**ASSIGNED TASK:**
Below this sentence is a listing; return exactly its lines from the one with "attributed to, if any" to the one with "not configured for", both kept, and nothing more.

**EXTRACTED DATA:**
---------------

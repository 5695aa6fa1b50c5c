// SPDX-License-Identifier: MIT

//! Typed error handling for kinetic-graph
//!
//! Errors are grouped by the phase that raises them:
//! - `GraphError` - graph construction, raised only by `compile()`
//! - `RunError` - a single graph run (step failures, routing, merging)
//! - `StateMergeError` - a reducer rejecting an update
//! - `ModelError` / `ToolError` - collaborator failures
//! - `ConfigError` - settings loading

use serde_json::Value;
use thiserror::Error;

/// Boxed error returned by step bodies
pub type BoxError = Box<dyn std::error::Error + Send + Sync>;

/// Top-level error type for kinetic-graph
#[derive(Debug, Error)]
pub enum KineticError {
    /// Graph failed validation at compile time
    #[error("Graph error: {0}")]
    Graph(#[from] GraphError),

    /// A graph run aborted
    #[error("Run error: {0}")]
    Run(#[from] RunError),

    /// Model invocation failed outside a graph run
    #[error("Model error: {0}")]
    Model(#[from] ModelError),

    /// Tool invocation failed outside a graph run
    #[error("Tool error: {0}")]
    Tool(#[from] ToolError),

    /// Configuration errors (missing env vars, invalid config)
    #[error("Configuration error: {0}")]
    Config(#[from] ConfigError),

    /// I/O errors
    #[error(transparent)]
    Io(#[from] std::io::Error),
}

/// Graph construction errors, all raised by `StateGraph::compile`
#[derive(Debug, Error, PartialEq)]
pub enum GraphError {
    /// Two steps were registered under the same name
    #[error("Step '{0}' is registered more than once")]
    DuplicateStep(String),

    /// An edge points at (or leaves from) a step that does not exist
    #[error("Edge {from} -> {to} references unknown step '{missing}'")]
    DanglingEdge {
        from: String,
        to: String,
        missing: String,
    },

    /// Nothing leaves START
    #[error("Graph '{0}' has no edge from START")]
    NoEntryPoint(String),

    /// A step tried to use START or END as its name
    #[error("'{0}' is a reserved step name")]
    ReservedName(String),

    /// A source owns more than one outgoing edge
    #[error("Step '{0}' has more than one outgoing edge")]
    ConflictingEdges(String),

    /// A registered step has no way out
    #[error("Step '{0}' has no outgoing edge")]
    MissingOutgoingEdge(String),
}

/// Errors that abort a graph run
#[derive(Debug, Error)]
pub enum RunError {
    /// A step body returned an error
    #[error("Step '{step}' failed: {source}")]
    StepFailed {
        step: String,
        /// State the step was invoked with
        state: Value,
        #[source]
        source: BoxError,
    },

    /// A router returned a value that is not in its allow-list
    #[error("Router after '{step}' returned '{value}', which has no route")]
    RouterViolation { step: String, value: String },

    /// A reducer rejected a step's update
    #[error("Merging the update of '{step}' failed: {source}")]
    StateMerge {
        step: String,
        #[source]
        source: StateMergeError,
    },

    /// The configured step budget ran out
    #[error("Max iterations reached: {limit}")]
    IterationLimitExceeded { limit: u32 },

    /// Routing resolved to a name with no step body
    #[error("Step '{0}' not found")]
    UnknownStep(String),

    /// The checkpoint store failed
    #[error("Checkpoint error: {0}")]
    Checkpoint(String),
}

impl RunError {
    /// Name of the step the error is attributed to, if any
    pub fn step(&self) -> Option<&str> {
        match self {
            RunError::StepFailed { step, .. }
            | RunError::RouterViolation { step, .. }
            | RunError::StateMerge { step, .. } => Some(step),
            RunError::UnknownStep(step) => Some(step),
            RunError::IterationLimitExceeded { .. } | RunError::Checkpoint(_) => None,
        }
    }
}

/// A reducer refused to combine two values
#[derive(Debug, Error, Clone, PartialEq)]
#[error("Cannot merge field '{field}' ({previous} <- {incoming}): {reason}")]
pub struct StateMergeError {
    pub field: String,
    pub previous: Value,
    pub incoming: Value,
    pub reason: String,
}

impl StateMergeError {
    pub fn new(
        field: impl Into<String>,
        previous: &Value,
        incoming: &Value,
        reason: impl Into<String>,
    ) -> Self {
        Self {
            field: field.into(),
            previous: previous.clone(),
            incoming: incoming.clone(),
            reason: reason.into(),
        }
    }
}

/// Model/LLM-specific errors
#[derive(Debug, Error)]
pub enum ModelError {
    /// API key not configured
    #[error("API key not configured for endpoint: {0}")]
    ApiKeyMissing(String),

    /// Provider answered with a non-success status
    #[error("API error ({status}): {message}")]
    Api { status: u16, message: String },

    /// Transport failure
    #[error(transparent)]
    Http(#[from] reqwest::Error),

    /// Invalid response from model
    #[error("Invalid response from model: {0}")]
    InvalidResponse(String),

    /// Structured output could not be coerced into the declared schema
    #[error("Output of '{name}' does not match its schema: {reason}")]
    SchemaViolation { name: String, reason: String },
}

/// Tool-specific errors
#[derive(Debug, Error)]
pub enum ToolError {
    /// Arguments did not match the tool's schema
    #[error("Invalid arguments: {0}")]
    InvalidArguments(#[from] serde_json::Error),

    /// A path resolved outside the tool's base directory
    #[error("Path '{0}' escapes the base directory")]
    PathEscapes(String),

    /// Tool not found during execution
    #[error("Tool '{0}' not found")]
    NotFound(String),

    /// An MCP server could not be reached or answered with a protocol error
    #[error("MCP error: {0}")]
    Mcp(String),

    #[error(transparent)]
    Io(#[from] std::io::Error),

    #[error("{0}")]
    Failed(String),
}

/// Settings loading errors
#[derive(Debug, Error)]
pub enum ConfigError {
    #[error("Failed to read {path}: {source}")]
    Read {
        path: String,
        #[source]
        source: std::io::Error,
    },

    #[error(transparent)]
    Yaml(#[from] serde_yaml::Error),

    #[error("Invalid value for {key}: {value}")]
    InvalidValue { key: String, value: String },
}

---------------

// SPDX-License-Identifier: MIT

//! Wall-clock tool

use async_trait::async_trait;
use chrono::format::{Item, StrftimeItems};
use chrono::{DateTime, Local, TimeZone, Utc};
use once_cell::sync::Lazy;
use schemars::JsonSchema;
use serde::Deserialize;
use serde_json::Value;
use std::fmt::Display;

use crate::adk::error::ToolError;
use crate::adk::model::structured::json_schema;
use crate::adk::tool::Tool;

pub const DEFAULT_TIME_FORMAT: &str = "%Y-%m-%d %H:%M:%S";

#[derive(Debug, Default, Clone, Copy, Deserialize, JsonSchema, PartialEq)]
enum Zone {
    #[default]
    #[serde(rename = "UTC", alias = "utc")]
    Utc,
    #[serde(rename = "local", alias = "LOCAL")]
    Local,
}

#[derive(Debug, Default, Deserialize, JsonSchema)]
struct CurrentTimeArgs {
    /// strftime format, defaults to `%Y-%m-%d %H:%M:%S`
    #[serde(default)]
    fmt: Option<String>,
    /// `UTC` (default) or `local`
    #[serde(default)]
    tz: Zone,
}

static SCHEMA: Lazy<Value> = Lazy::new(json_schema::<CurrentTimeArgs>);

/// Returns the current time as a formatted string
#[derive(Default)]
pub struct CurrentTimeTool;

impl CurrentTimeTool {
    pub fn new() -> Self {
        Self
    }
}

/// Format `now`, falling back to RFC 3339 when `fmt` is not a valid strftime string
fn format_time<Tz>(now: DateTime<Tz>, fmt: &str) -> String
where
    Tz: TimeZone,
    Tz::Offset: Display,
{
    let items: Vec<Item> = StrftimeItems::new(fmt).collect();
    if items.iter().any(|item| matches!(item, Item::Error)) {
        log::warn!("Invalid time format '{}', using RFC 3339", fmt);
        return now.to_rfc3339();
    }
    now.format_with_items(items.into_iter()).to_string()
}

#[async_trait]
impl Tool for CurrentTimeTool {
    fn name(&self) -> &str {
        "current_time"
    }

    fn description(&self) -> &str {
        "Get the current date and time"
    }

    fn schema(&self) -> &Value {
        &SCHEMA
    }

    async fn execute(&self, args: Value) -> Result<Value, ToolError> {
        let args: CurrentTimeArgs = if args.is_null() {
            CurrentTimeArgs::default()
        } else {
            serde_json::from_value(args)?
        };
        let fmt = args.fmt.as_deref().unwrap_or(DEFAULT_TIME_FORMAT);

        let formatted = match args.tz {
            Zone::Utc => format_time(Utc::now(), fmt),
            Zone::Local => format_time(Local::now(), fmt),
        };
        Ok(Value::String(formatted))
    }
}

---------------

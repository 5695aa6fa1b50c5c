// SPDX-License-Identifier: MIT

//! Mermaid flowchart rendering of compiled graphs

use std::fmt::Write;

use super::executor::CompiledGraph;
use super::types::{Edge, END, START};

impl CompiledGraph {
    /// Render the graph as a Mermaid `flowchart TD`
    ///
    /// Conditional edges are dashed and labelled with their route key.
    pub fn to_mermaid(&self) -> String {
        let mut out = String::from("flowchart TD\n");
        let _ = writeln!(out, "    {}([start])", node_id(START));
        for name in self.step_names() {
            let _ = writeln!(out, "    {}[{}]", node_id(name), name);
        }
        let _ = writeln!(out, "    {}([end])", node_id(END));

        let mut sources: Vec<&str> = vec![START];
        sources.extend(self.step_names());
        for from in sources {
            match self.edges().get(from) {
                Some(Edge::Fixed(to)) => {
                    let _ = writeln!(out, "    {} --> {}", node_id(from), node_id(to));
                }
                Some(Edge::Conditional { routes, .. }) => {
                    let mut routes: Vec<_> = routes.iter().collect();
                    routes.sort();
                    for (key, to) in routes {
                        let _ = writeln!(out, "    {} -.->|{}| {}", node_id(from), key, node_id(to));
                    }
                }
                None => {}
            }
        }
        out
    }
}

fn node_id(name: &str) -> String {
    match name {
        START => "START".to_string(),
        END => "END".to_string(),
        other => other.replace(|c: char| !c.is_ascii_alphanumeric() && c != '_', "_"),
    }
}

---------------

**ANSWER FOR THIS EXERCISE:**
    /// Name of the step the error is attributed to, if any
    pub fn step(&self) -> Option<&str> {
        match self {
            RunError::StepFailed { step, .. }
            | RunError::RouterViolation { step, .. }
            | RunError::StateMerge { step, .. } => Some(step),
            RunError::UnknownStep(step) => Some(step),
            RunError::IterationLimitExceeded { .. } | RunError::Checkpoint(_) => None,
        }
    }
}

/// A reducer refused to combine two values
#[derive(Debug, Error, Clone, PartialEq)]
#[error("Cannot merge field '{field}' ({previous} <- {incoming}): {reason}")]
pub struct StateMergeError {
    pub field: String,
    pub previous: Value,
    pub incoming: Value,
    pub reason: String,
}

impl StateMergeError {
    pub fn new(
        field: impl Into<String>,
        previous: &Value,
        incoming: &Value,
        reason: impl Into<String>,
    ) -> Self {
        Self {
            field: field.into(),
            previous: previous.clone(),
            incoming: incoming.clone(),
            reason: reason.into(),
        }
    }
}

/// Model/LLM-specific errors
#[derive(Debug, Error)]
pub enum ModelError {
    /// API key not configured
    #[error("API key not configured for endpoint: {0}")]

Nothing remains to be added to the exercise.